In these cases involving "retired employees who filed hearing loss claims," the Board held that interest in compensation owed is not due from the date of injury; rather, it is due from the date that benefits are due under the Act. The Board noted that "[t]he award of interest on benefits due under the Act is not statutorily mandated but has been upheld as consistent with the Congressional purpose of fully compensating claimants for their injuries." Thus, interest awarded under § 14(e) and (f) of the Act is not intended to penalized Employer; to the contrary, such an interest award is designed to "make the claimant whole for his injury where employer has withheld benefits and had the use of money due claimant." Consequently, the Board held the following:

Pursuant to Section 14(b) of the Act, . . . the first installment of compensation becomes due' on the fourteenth day after employer is notified of the injury under Section 12 . . . or has knowledge of the injury, on which date, all compensation then due shall be paid.
. . .

Inasmuch as an employer has no legal obligation to pay compensation until 14 days after receiving notice or knowledge, it logically follows that interest should also be assessed from this date because interest attaches to overdue compensation benefits and no payments are overdue prior to this date.
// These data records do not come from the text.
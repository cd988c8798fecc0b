//! Process configuration sourced from the environment

use std::path::{Path, PathBuf};
use std::time::Duration;

use serde::Serialize;

use stackwiz_provider::log_sanitizer::mask_secret;

use crate::error::{CoreError, CoreResult};

pub const DEFAULT_BASE_DIR: &str = "/srv/dockerdata";
pub const DEFAULT_DOMAIN: &str = "rbnk.uk";
pub const DEFAULT_GROUP: &str = "docker";
pub const DEFAULT_NETWORK: &str = "traefik_proxy";
pub const DEFAULT_ENTRYPOINT: &str = "websecure";
pub const DEFAULT_CERTRESOLVER: &str = "cf";
pub const DEFAULT_DOCKER_SOCKET: &str = "/var/run/docker.sock";
pub const DEFAULT_COMPOSE_COMMAND: &str = "docker compose";
pub const DEFAULT_COMMAND_TIMEOUT_SECS: u64 = 120;
/// Cloudflare treats a TTL of 1 as "automatic"
pub const DEFAULT_DNS_TTL: u32 = 1;

/// Reverse-proxy routing defaults
#[derive(Debug, Clone, PartialEq, Eq, Serialize)]
pub struct RoutingDefaults {
    pub network: String,
    pub entrypoint: String,
    pub certresolver: String,
}

#[derive(Clone, PartialEq, Eq)]
pub struct DnsConfig {
    /// Explicit token, first stage of credential discovery
    pub api_token: Option<String>,
    /// Registered apex; when unset zones are found by walking domain suffixes
    pub zone: Option<String>,
    pub default_ttl: u32,
    pub default_proxied: bool,
}

impl std::fmt::Debug for DnsConfig {
    fn fmt(&self, f: &mut std::fmt::Formatter<'_>) -> std::fmt::Result {
        f.debug_struct("DnsConfig")
            .field("api_token", &self.api_token.as_ref().map(|_| "***"))
            .field("zone", &self.zone)
            .field("default_ttl", &self.default_ttl)
            .field("default_proxied", &self.default_proxied)
            .finish()
    }
}

#[derive(Debug, Clone, PartialEq, Eq)]
pub struct RuntimeConfig {
    /// Program and leading arguments, e.g. `["docker", "compose"]`
    pub compose_command: Vec<String>,
    pub docker_socket: PathBuf,
    pub command_timeout: Duration,
}

/// Immutable process configuration
#[derive(Debug, Clone, PartialEq, Eq)]
pub struct StackwizConfig {
    pub base_dir: PathBuf,
    pub templates_dir: PathBuf,
    pub default_user: Option<String>,
    pub default_group: Option<String>,
    /// Apply chown after materializing; off when running inside a container
    pub manage_ownership: bool,
    pub default_domain: String,
    pub routing: RoutingDefaults,
    pub dns: DnsConfig,
    pub runtime: RuntimeConfig,
    /// Used when a create request leaves `autoStart` unset
    pub auto_start: bool,
}

impl StackwizConfig {
    /// Defaults rooted at `base_dir`, with no environment involved
    pub fn with_base_dir(base_dir: impl Into<PathBuf>) -> Self {
        let base_dir = base_dir.into();
        Self {
            templates_dir: base_dir.join("_templates"),
            base_dir,
            default_user: None,
            default_group: None,
            manage_ownership: false,
            default_domain: DEFAULT_DOMAIN.to_string(),
            routing: RoutingDefaults {
                network: DEFAULT_NETWORK.to_string(),
                entrypoint: DEFAULT_ENTRYPOINT.to_string(),
                certresolver: DEFAULT_CERTRESOLVER.to_string(),
            },
            dns: DnsConfig {
                api_token: None,
                zone: None,
                default_ttl: DEFAULT_DNS_TTL,
                default_proxied: true,
            },
            runtime: RuntimeConfig {
                compose_command: split_command(DEFAULT_COMPOSE_COMMAND),
                docker_socket: PathBuf::from(DEFAULT_DOCKER_SOCKET),
                command_timeout: Duration::from_secs(DEFAULT_COMMAND_TIMEOUT_SECS),
            },
            auto_start: false,
        }
    }

    /// Load from the process environment
    pub fn from_env() -> CoreResult<Self> {
        let in_container = Path::new("/.dockerenv").exists();
        Self::from_lookup(|key| std::env::var(key).ok(), in_container)
    }

    /// Load through an arbitrary variable lookup
    pub fn from_lookup<F>(lookup: F, in_container: bool) -> CoreResult<Self>
    where
        F: Fn(&str) -> Option<String>,
    {
        let get = |key: &str| {
            lookup(key)
                .map(|v| v.trim().to_string())
                .filter(|v| !v.is_empty())
        };

        let base_dir = get("STACKWIZ_BASE_DIR")
            .map_or_else(|| PathBuf::from(DEFAULT_BASE_DIR), PathBuf::from);
        let mut config = Self::with_base_dir(base_dir);

        if let Some(dir) = get("STACKWIZ_TEMPLATES_DIR") {
            config.templates_dir = PathBuf::from(dir);
        }
        config.default_user = get("STACKWIZ_DEFAULT_USER").or_else(|| get("USER"));
        config.default_group =
            Some(get("STACKWIZ_DEFAULT_GROUP").unwrap_or_else(|| DEFAULT_GROUP.to_string()));
        config.manage_ownership = parse_bool(
            "STACKWIZ_MANAGE_OWNERSHIP",
            get("STACKWIZ_MANAGE_OWNERSHIP"),
            true,
        )? && !in_container;

        if let Some(domain) = get("STACKWIZ_DEFAULT_DOMAIN") {
            config.default_domain = domain.to_ascii_lowercase();
        }
        if let Some(network) = get("STACKWIZ_TRAEFIK_NETWORK") {
            config.routing.network = network;
        }
        if let Some(entrypoint) = get("STACKWIZ_TRAEFIK_ENTRYPOINT") {
            config.routing.entrypoint = entrypoint;
        }
        if let Some(resolver) = get("STACKWIZ_TRAEFIK_CERTRESOLVER") {
            config.routing.certresolver = resolver;
        }

        config.dns.api_token = get("STACKWIZ_DNS_API_TOKEN");
        config.dns.zone = get("STACKWIZ_DNS_ZONE")
            .map(|z| z.trim_end_matches('.').to_ascii_lowercase());
        config.dns.default_ttl =
            parse_number("STACKWIZ_DNS_TTL", get("STACKWIZ_DNS_TTL"), DEFAULT_DNS_TTL)?;
        config.dns.default_proxied =
            parse_bool("STACKWIZ_DNS_PROXIED", get("STACKWIZ_DNS_PROXIED"), true)?;

        if let Some(socket) = get("STACKWIZ_DOCKER_SOCKET") {
            config.runtime.docker_socket = PathBuf::from(socket);
        }
        if let Some(command) = get("STACKWIZ_COMPOSE_COMMAND") {
            config.runtime.compose_command = split_command(&command);
        }
        let timeout = parse_number(
            "STACKWIZ_COMMAND_TIMEOUT",
            get("STACKWIZ_COMMAND_TIMEOUT"),
            DEFAULT_COMMAND_TIMEOUT_SECS,
        )?;
        if timeout == 0 {
            return Err(CoreError::ConfigurationError(
                "STACKWIZ_COMMAND_TIMEOUT must be greater than zero".to_string(),
            ));
        }
        config.runtime.command_timeout = Duration::from_secs(timeout);

        config.auto_start = parse_bool("STACKWIZ_AUTO_START", get("STACKWIZ_AUTO_START"), false)?;

        Ok(config)
    }

    /// Diagnostic snapshot with the token masked
    #[must_use]
    pub fn masked(&self) -> serde_json::Value {
        serde_json::json!({
            "base_dir": self.base_dir,
            "templates_dir": self.templates_dir,
            "default_user": self.default_user,
            "default_group": self.default_group,
            "manage_ownership": self.manage_ownership,
            "default_domain": self.default_domain,
            "routing": self.routing,
            "dns": {
                "api_token": self.dns.api_token.as_deref().map(mask_secret),
                "zone": self.dns.zone,
                "default_ttl": self.dns.default_ttl,
                "default_proxied": self.dns.default_proxied,
            },
            "runtime": {
                "compose_command": self.runtime.compose_command.join(" "),
                "docker_socket": self.runtime.docker_socket,
                "command_timeout_secs": self.runtime.command_timeout.as_secs(),
            },
            "auto_start": self.auto_start,
        })
    }
}

fn split_command(command: &str) -> Vec<String> {
    command.split_whitespace().map(str::to_string).collect()
}

fn parse_bool(key: &str, value: Option<String>, default: bool) -> CoreResult<bool> {
    let Some(value) = value else {
        return Ok(default);
    };
    match value.to_ascii_lowercase().as_str() {
        "1" | "true" | "yes" | "on" => Ok(true),
        "0" | "false" | "no" | "off" => Ok(false),
        _ => Err(CoreError::ConfigurationError(format!(
            "{key} must be a boolean, got '{value}'"
        ))),
    }
}

fn parse_number<T: std::str::FromStr>(
    key: &str,
    value: Option<String>,
    default: T,
) -> CoreResult<T> {
    let Some(value) = value else {
        return Ok(default);
    };
    value.parse().map_err(|_| {
        CoreError::ConfigurationError(format!(
            "{key} must be a non-negative integer, got '{value}'"
        ))
    })
}

#[cfg(test)]
mod tests {
    use super::*;
    use std::collections::HashMap;

    fn load(vars: &[(&str, &str)], in_container: bool) -> CoreResult<StackwizConfig> {
        let map: HashMap<String, String> = vars
            .iter()
            .map(|(k, v)| ((*k).to_string(), (*v).to_string()))
            .collect();
        StackwizConfig::from_lookup(|key| map.get(key).cloned(), in_container)
    }

    #[test]
    fn defaults_without_environment() {
        let config = load(&[], false).unwrap();
        assert_eq!(config.base_dir, PathBuf::from(DEFAULT_BASE_DIR));
        assert_eq!(config.templates_dir, PathBuf::from("/srv/dockerdata/_templates"));
        assert_eq!(config.default_domain, "rbnk.uk");
        assert_eq!(config.default_group.as_deref(), Some("docker"));
        assert_eq!(config.routing.network, "traefik_proxy");
        assert_eq!(config.dns.default_ttl, 1);
        assert!(config.dns.default_proxied);
        assert_eq!(config.runtime.compose_command, vec!["docker", "compose"]);
        assert_eq!(config.runtime.command_timeout, Duration::from_secs(120));
        assert!(config.manage_ownership);
        assert!(!config.auto_start);
    }

    #[test]
    fn templates_dir_follows_base_dir() {
        let config = load(&[("STACKWIZ_BASE_DIR", "/data/stacks")], false).unwrap();
        assert_eq!(config.templates_dir, PathBuf::from("/data/stacks/_templates"));
    }

    #[test]
    fn overrides_are_applied() {
        let config = load(
            &[
                ("STACKWIZ_DEFAULT_DOMAIN", "Example.COM"),
                ("STACKWIZ_DNS_ZONE", "example.com."),
                ("STACKWIZ_DNS_PROXIED", "no"),
                ("STACKWIZ_COMPOSE_COMMAND", "docker-compose"),
                ("STACKWIZ_COMMAND_TIMEOUT", "30"),
                ("STACKWIZ_AUTO_START", "true"),
                ("USER", "deploy"),
            ],
            false,
        )
        .unwrap();
        assert_eq!(config.default_domain, "example.com");
        assert_eq!(config.dns.zone.as_deref(), Some("example.com"));
        assert!(!config.dns.default_proxied);
        assert_eq!(config.runtime.compose_command, vec!["docker-compose"]);
        assert_eq!(config.runtime.command_timeout, Duration::from_secs(30));
        assert!(config.auto_start);
        assert_eq!(config.default_user.as_deref(), Some("deploy"));
    }

    #[test]
    fn ownership_disabled_inside_container() {
        let config = load(&[("STACKWIZ_MANAGE_OWNERSHIP", "true")], true).unwrap();
        assert!(!config.manage_ownership);
    }

    // ---- Malformed values ----

    #[test]
    fn malformed_timeout_is_configuration_error() {
        let err = load(&[("STACKWIZ_COMMAND_TIMEOUT", "soon")], false).unwrap_err();
        assert!(matches!(
            err,
            CoreError::ConfigurationError(msg) if msg.contains("STACKWIZ_COMMAND_TIMEOUT")
        ));
    }

    #[test]
    fn zero_timeout_is_rejected() {
        let err = load(&[("STACKWIZ_COMMAND_TIMEOUT", "0")], false).unwrap_err();
        assert!(matches!(err, CoreError::ConfigurationError(_)));
    }

    #[test]
    fn malformed_flag_is_configuration_error() {
        let err = load(&[("STACKWIZ_AUTO_START", "maybe")], false).unwrap_err();
        assert!(matches!(err, CoreError::ConfigurationError(_)));
    }

    #[test]
    fn masked_snapshot_hides_token() {
        let config = load(&[("STACKWIZ_DNS_API_TOKEN", "abcd1234efgh5678ijkl")], false).unwrap();
        let snapshot = config.masked().to_string();
        assert!(!snapshot.contains("abcd1234efgh5678ijkl"));
        assert!(format!("{:?}", config.dns).contains("***"));
    }
}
The Board also noted, as an aside, that the Black Lung Benefits Act at 30 U.S.C. § 932(a) and the implementing regulations at 20 C.F.R. § 725.608(a) provide that an "employer is liable for interest on past due benefits computed from the date on which such benefits were due and payable.'" Because black lung benefits are due 30 days after the initial determination of eligibility, "interest also accrues from that point, as it is only then that the employer profits from the unauthorized retention of a claimant's funds.'"
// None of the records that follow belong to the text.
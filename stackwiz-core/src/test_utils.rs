//! Test helpers
//!
//! Mock implementations of the runtime, DNS provider, IP resolver and clock seams, plus a
//! factory for a fully wired [`ServiceContext`] rooted at a temporary directory.

use std::collections::{HashMap, HashSet};
use std::net::IpAddr;
use std::path::Path;
use std::sync::atomic::{AtomicU32, AtomicUsize, Ordering};
use std::sync::{Arc, Mutex};
use std::time::{Duration, Instant};

use async_trait::async_trait;
use tokio::sync::RwLock;

use stackwiz_provider::{
    normalize_domain_name, CreateDnsRecordRequest, DnsProvider, DnsRecord, PaginatedResponse,
    ProviderError, ProviderZone, RecordQueryParams, ZoneStatus,
};

use crate::config::StackwizConfig;
use crate::error::{CoreError, CoreResult};
use crate::services::{DnsService, ServiceContext};
use crate::traits::{Clock, ContainerRuntime, PublicIpResolver, RunOutput};
use crate::types::RuntimeStatus;

// ===== FakeClock =====

pub struct FakeClock {
    origin: Instant,
    offset: Mutex<Duration>,
}

impl FakeClock {
    pub fn new() -> Self {
        Self {
            origin: Instant::now(),
            offset: Mutex::new(Duration::ZERO),
        }
    }

    pub fn advance(&self, by: Duration) {
        *self.offset.lock().unwrap() += by;
    }
}

impl Clock for FakeClock {
    fn now(&self) -> Instant {
        self.origin + *self.offset.lock().unwrap()
    }
}

// ===== FixedIpResolver =====

pub struct FixedIpResolver {
    ip: Option<IpAddr>,
}

impl FixedIpResolver {
    pub fn new(ip: &str) -> Self {
        Self {
            ip: Some(ip.parse().unwrap()),
        }
    }

    pub fn failing() -> Self {
        Self { ip: None }
    }
}

#[async_trait]
impl PublicIpResolver for FixedIpResolver {
    async fn resolve(&self) -> CoreResult<IpAddr> {
        self.ip
            .ok_or_else(|| CoreError::IpDetectionFailed("all services unreachable".into()))
    }
}

// ===== MockRuntime =====

/// In-memory container runtime keyed by stack directory name
pub struct MockRuntime {
    states: RwLock<HashMap<String, RuntimeStatus>>,
    calls: Mutex<Vec<String>>,
    /// Action that fails with a process error (e.g. "up")
    fail_action: RwLock<Option<String>>,
    /// Stacks whose status query fails
    broken_status: RwLock<HashSet<String>>,
    status_in_flight: AtomicUsize,
    status_peak: AtomicUsize,
}

impl MockRuntime {
    pub fn new() -> Self {
        Self {
            states: RwLock::new(HashMap::new()),
            calls: Mutex::new(Vec::new()),
            fail_action: RwLock::new(None),
            broken_status: RwLock::new(HashSet::new()),
            status_in_flight: AtomicUsize::new(0),
            status_peak: AtomicUsize::new(0),
        }
    }

    /// Highest number of status queries that were in progress at once
    pub fn peak_status_queries(&self) -> usize {
        self.status_peak.load(Ordering::SeqCst)
    }

    pub async fn fail_on(&self, action: &str) {
        *self.fail_action.write().await = Some(action.to_string());
    }

    pub async fn break_status(&self, stack: &str) {
        self.broken_status.write().await.insert(stack.to_string());
    }

    pub async fn set_status(&self, stack: &str, status: RuntimeStatus) {
        self.states.write().await.insert(stack.to_string(), status);
    }

    /// `"{action}:{stack}"` in call order
    pub fn calls(&self) -> Vec<String> {
        self.calls.lock().unwrap().clone()
    }

    async fn record(&self, action: &str, stack_dir: &Path) -> CoreResult<String> {
        let stack = stack_dir
            .file_name()
            .map(|n| n.to_string_lossy().into_owned())
            .unwrap_or_default();
        self.calls.lock().unwrap().push(format!("{action}:{stack}"));
        if self.fail_action.read().await.as_deref() == Some(action) {
            return Err(CoreError::ProcessFailed {
                command: format!("docker compose {action}"),
                exit_code: Some(1),
                stderr: "simulated failure".to_string(),
            });
        }
        Ok(stack)
    }
}

#[async_trait]
impl ContainerRuntime for MockRuntime {
    async fn up(&self, stack_dir: &Path, _manifest: &Path) -> CoreResult<RunOutput> {
        let stack = self.record("up", stack_dir).await?;
        self.set_status(&stack, RuntimeStatus::Running).await;
        Ok(RunOutput::default())
    }

    async fn down(
        &self,
        stack_dir: &Path,
        _manifest: &Path,
        purge_volumes: bool,
    ) -> CoreResult<RunOutput> {
        let action = if purge_volumes { "down-v" } else { "down" };
        let stack = self.record(action, stack_dir).await?;
        self.states.write().await.remove(&stack);
        Ok(RunOutput::default())
    }

    async fn stop(&self, stack_dir: &Path, _manifest: &Path) -> CoreResult<RunOutput> {
        let stack = self.record("stop", stack_dir).await?;
        self.set_status(&stack, RuntimeStatus::Stopped).await;
        Ok(RunOutput::default())
    }

    async fn restart(&self, stack_dir: &Path, _manifest: &Path) -> CoreResult<RunOutput> {
        let stack = self.record("restart", stack_dir).await?;
        self.set_status(&stack, RuntimeStatus::Running).await;
        Ok(RunOutput::default())
    }

    async fn logs(
        &self,
        stack_dir: &Path,
        _manifest: &Path,
        service: Option<&str>,
        tail_lines: u32,
    ) -> CoreResult<String> {
        let stack = self.record("logs", stack_dir).await?;
        let service = service.unwrap_or(&stack);
        Ok((0..tail_lines.min(3))
            .map(|i| format!("{service} | line {i}\n"))
            .collect())
    }

    async fn status(&self, stack_dir: &Path, _manifest: &Path) -> CoreResult<RuntimeStatus> {
        let in_flight = self.status_in_flight.fetch_add(1, Ordering::SeqCst) + 1;
        self.status_peak.fetch_max(in_flight, Ordering::SeqCst);
        tokio::task::yield_now().await;
        self.status_in_flight.fetch_sub(1, Ordering::SeqCst);

        let stack = stack_dir
            .file_name()
            .map(|n| n.to_string_lossy().into_owned())
            .unwrap_or_default();
        if self.broken_status.read().await.contains(&stack) {
            return Err(CoreError::Timeout {
                operation: "docker compose ps".to_string(),
                seconds: 120,
            });
        }
        Ok(self
            .states
            .read()
            .await
            .get(&stack)
            .copied()
            .unwrap_or(RuntimeStatus::Created))
    }

    async fn version(&self) -> CoreResult<String> {
        if self.fail_action.read().await.as_deref() == Some("version") {
            return Err(CoreError::ConfigurationError(
                "container runtime not found".to_string(),
            ));
        }
        Ok("2.29.1".to_string())
    }
}

// ===== MockDnsProvider =====

/// In-memory single-account DNS provider with call counters
pub struct MockDnsProvider {
    zones: Vec<ProviderZone>,
    records: RwLock<Vec<DnsRecord>>,
    page_size: Option<u32>,
    /// Records counted in every listing's total but never returned, like types the client skips
    unmanaged: u32,
    accept_credentials: bool,
    next_id: AtomicU32,
    find_zone_calls: AtomicUsize,
    create_calls: AtomicUsize,
    set_proxied_calls: AtomicUsize,
    delete_calls: AtomicUsize,
}

impl MockDnsProvider {
    pub fn with_zone(name: &str) -> Self {
        Self {
            zones: vec![ProviderZone {
                id: format!("zone-{name}"),
                name: name.to_string(),
                status: ZoneStatus::Active,
            }],
            records: RwLock::new(Vec::new()),
            page_size: None,
            unmanaged: 0,
            accept_credentials: true,
            next_id: AtomicU32::new(1),
            find_zone_calls: AtomicUsize::new(0),
            create_calls: AtomicUsize::new(0),
            set_proxied_calls: AtomicUsize::new(0),
            delete_calls: AtomicUsize::new(0),
        }
    }

    /// Force a page size regardless of the request
    #[must_use]
    pub fn page_size(mut self, size: u32) -> Self {
        self.page_size = Some(size);
        self
    }

    /// Put `count` unmanaged records ahead of the real ones in every listing
    #[must_use]
    pub fn with_unmanaged_records(mut self, count: u32) -> Self {
        self.unmanaged = count;
        self
    }

    #[must_use]
    pub fn rejecting_credentials(mut self) -> Self {
        self.accept_credentials = false;
        self
    }

    pub fn find_zone_calls(&self) -> usize {
        self.find_zone_calls.load(Ordering::SeqCst)
    }

    pub fn create_calls(&self) -> usize {
        self.create_calls.load(Ordering::SeqCst)
    }

    pub fn set_proxied_calls(&self) -> usize {
        self.set_proxied_calls.load(Ordering::SeqCst)
    }

    pub fn delete_calls(&self) -> usize {
        self.delete_calls.load(Ordering::SeqCst)
    }

    pub async fn records(&self) -> Vec<DnsRecord> {
        self.records.read().await.clone()
    }
}

#[async_trait]
impl DnsProvider for MockDnsProvider {
    fn id(&self) -> &'static str {
        "mock"
    }

    async fn validate_credentials(&self) -> stackwiz_provider::Result<bool> {
        Ok(self.accept_credentials)
    }

    async fn find_zone(&self, name: &str) -> stackwiz_provider::Result<Option<ProviderZone>> {
        self.find_zone_calls.fetch_add(1, Ordering::SeqCst);
        Ok(self.zones.iter().find(|z| z.name == name).cloned())
    }

    async fn list_records(
        &self,
        zone_id: &str,
        params: &RecordQueryParams,
    ) -> stackwiz_provider::Result<PaginatedResponse<DnsRecord>> {
        let records = self.records.read().await;
        let managed = records
            .iter()
            .filter(|r| r.zone_id == zone_id)
            .filter(|r| {
                params
                    .name
                    .as_deref()
                    .is_none_or(|n| normalize_domain_name(n) == r.name)
            })
            .filter(|r| params.record_type.is_none_or(|t| t == r.record_type))
            .cloned()
            .map(Some);
        let matching: Vec<Option<DnsRecord>> = std::iter::repeat_n(None, self.unmanaged as usize)
            .chain(managed)
            .collect();

        let size = self.page_size.unwrap_or(params.page_size).max(1);
        let total = u32::try_from(matching.len()).unwrap();
        let start = ((params.page.max(1) - 1) * size) as usize;
        let items = matching
            .into_iter()
            .skip(start)
            .take(size as usize)
            .flatten()
            .collect();
        Ok(PaginatedResponse::new(items, params.page, size, total))
    }

    async fn create_record(
        &self,
        req: &CreateDnsRecordRequest,
    ) -> stackwiz_provider::Result<DnsRecord> {
        self.create_calls.fetch_add(1, Ordering::SeqCst);
        let mut records = self.records.write().await;
        if records
            .iter()
            .any(|r| r.name == req.name && r.record_type == req.record_type)
        {
            return Err(ProviderError::RecordExists {
                provider: "mock".to_string(),
                record_name: req.name.clone(),
                raw_message: None,
            });
        }
        let record = DnsRecord {
            id: format!("rec-{}", self.next_id.fetch_add(1, Ordering::SeqCst)),
            zone_id: req.zone_id.clone(),
            record_type: req.record_type,
            name: req.name.clone(),
            value: req.value.clone(),
            ttl: req.ttl,
            priority: req.priority,
            proxied: req.proxied,
            created_at: None,
            updated_at: None,
        };
        records.push(record.clone());
        Ok(record)
    }

    async fn set_proxied(
        &self,
        _zone_id: &str,
        record_id: &str,
        proxied: bool,
    ) -> stackwiz_provider::Result<DnsRecord> {
        self.set_proxied_calls.fetch_add(1, Ordering::SeqCst);
        let mut records = self.records.write().await;
        let record = records
            .iter_mut()
            .find(|r| r.id == record_id)
            .ok_or_else(|| ProviderError::RecordNotFound {
                provider: "mock".to_string(),
                record_id: record_id.to_string(),
                raw_message: None,
            })?;
        record.proxied = proxied;
        Ok(record.clone())
    }

    async fn delete_record(&self, _zone_id: &str, record_id: &str) -> stackwiz_provider::Result<()> {
        self.delete_calls.fetch_add(1, Ordering::SeqCst);
        self.records.write().await.retain(|r| r.id != record_id);
        Ok(())
    }
}

// ===== Context factory =====

pub struct TestContext {
    pub ctx: Arc<ServiceContext>,
    pub runtime: Arc<MockRuntime>,
    pub provider: Arc<MockDnsProvider>,
}

/// Context with mocks, DNS zone `rbnk.uk` and server IP `203.0.113.10`
pub fn test_context(base: &Path) -> TestContext {
    test_context_with(StackwizConfig::with_base_dir(base))
}

pub fn test_context_with(config: StackwizConfig) -> TestContext {
    let runtime = Arc::new(MockRuntime::new());
    let provider = Arc::new(MockDnsProvider::with_zone("rbnk.uk"));
    let ip_resolver: Arc<dyn PublicIpResolver> = Arc::new(FixedIpResolver::new("203.0.113.10"));
    let clock: Arc<dyn Clock> = Arc::new(FakeClock::new());

    let dns = Arc::new(DnsService::new(
        provider.clone(),
        ip_resolver.clone(),
        clock.clone(),
        config.dns.zone.clone(),
    ));
    let ctx = ServiceContext::new(config, runtime.clone(), ip_resolver, clock)
        .with_dns_service(dns);

    TestContext {
        ctx: Arc::new(ctx),
        runtime,
        provider,
    }
}
//! Server public IP detection through external echo services

use std::future::Future;
use std::net::IpAddr;
use std::sync::LazyLock;
use std::time::Duration;

use async_trait::async_trait;

use crate::error::{CoreError, CoreResult};
use crate::traits::PublicIpResolver;

const REQUEST_TIMEOUT_SECS: u64 = 5;

/// Echo services, queried in order
pub const DEFAULT_IP_SERVICES: [&str; 3] = [
    "https://ipv4.icanhazip.com",
    "https://api.ipify.org",
    "https://ifconfig.me/ip",
];

static HTTP_CLIENT: LazyLock<reqwest::Client> = LazyLock::new(|| {
    reqwest::Client::builder()
        .timeout(Duration::from_secs(REQUEST_TIMEOUT_SECS))
        .build()
        .unwrap_or_default()
});

/// [`PublicIpResolver`] that asks plain-text IP echo services
pub struct EchoServiceResolver {
    services: Vec<String>,
}

impl EchoServiceResolver {
    pub fn new(services: Vec<String>) -> Self {
        Self { services }
    }
}

impl Default for EchoServiceResolver {
    fn default() -> Self {
        Self::new(DEFAULT_IP_SERVICES.iter().map(ToString::to_string).collect())
    }
}

#[async_trait]
impl PublicIpResolver for EchoServiceResolver {
    async fn resolve(&self) -> CoreResult<IpAddr> {
        first_valid_ip(&self.services, |url| async move {
            let response = HTTP_CLIENT
                .get(&url)
                .send()
                .await
                .map_err(|e| e.to_string())?;
            if !response.status().is_success() {
                return Err(format!("HTTP {}", response.status()));
            }
            response.text().await.map_err(|e| e.to_string())
        })
        .await
    }
}

/// Query `services` in order with `fetch` and return the first body that parses as an IP
/// literal. Unreachable services and invalid payloads move on to the next one.
pub async fn first_valid_ip<F, Fut>(services: &[String], fetch: F) -> CoreResult<IpAddr>
where
    F: Fn(String) -> Fut,
    Fut: Future<Output = Result<String, String>>,
{
    let mut failures = Vec::with_capacity(services.len());
    for service in services {
        match fetch(service.clone()).await {
            Ok(body) => match body.trim().parse::<IpAddr>() {
                Ok(ip) => {
                    log::debug!("Public IP {ip} detected via {service}");
                    return Ok(ip);
                }
                Err(_) => {
                    log::warn!("IP service {service} returned an invalid payload");
                    failures.push(format!("{service}: invalid payload"));
                }
            },
            Err(e) => {
                log::warn!("IP service {service} unreachable: {e}");
                failures.push(format!("{service}: {e}"));
            }
        }
    }
    Err(CoreError::IpDetectionFailed(if failures.is_empty() {
        "no IP services configured".to_string()
    } else {
        failures.join("; ")
    }))
}

#[cfg(test)]
mod tests {
    use std::sync::atomic::{AtomicUsize, Ordering};

    use super::*;

    fn services() -> Vec<String> {
        vec!["one".into(), "two".into(), "three".into()]
    }

    #[tokio::test]
    async fn skips_failures_and_garbage() {
        let calls = AtomicUsize::new(0);
        let ip = first_valid_ip(&services(), |url| {
            calls.fetch_add(1, Ordering::SeqCst);
            async move {
                match url.as_str() {
                    "one" => Err("connection refused".to_string()),
                    "two" => Ok("<html>blocked</html>".to_string()),
                    _ => Ok("203.0.113.7\n".to_string()),
                }
            }
        })
        .await
        .unwrap();
        assert_eq!(ip, "203.0.113.7".parse::<IpAddr>().unwrap());
        assert_eq!(calls.load(Ordering::SeqCst), 3);
    }

    #[tokio::test]
    async fn stops_at_first_valid() {
        let calls = AtomicUsize::new(0);
        let ip = first_valid_ip(&services(), |_| {
            calls.fetch_add(1, Ordering::SeqCst);
            async { Ok("2001:db8::1".to_string()) }
        })
        .await
        .unwrap();
        assert!(ip.is_ipv6());
        assert_eq!(calls.load(Ordering::SeqCst), 1);
    }

    #[tokio::test]
    async fn all_failing_is_detection_failure() {
        let err = first_valid_ip(&services(), |_| async { Err("timeout".to_string()) })
            .await
            .unwrap_err();
        assert!(matches!(err, CoreError::IpDetectionFailed(msg) if msg.contains("three")));
    }
}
Thus, the Board concluded that "interest in these hearing loss claims properly accrues on unpaid benefits from the date they become due under Section 14(b)" until such benefits are paid.

[ interest due in hearing loss claims ]

In Hebert v. TTT Stevedores of Texas, BRB No. 92-1239 (June 27, 1996)(unpublished), a copy of which is attached, the Board reversed the administrative law judge's holding that the Special Fund was liable for the payment of Employer's attorney's fees as a sanction under § 26 of the Act, but stated the following:

Although the United States Supreme Court recently indicated that even if a statute governs the imposition of attorney's fees a court 'may resort to its inherent power to impose attorney's fees as a sanction for bad faith conduct,' Chambers v. NASCO, Inc., 501 U.S. 32, 50 (1991), a court should invoke this inherent power only when it finds that 'fraud has been practiced upon it, or that the very temple of justice has been defiled.'

The Board also referred to its own precedent to state that only a "court", i.e. federal district or circuit court, may award sanctions under § 26 of the Act, and that neither the administrative law judge nor the Board fall within the definition of a "court."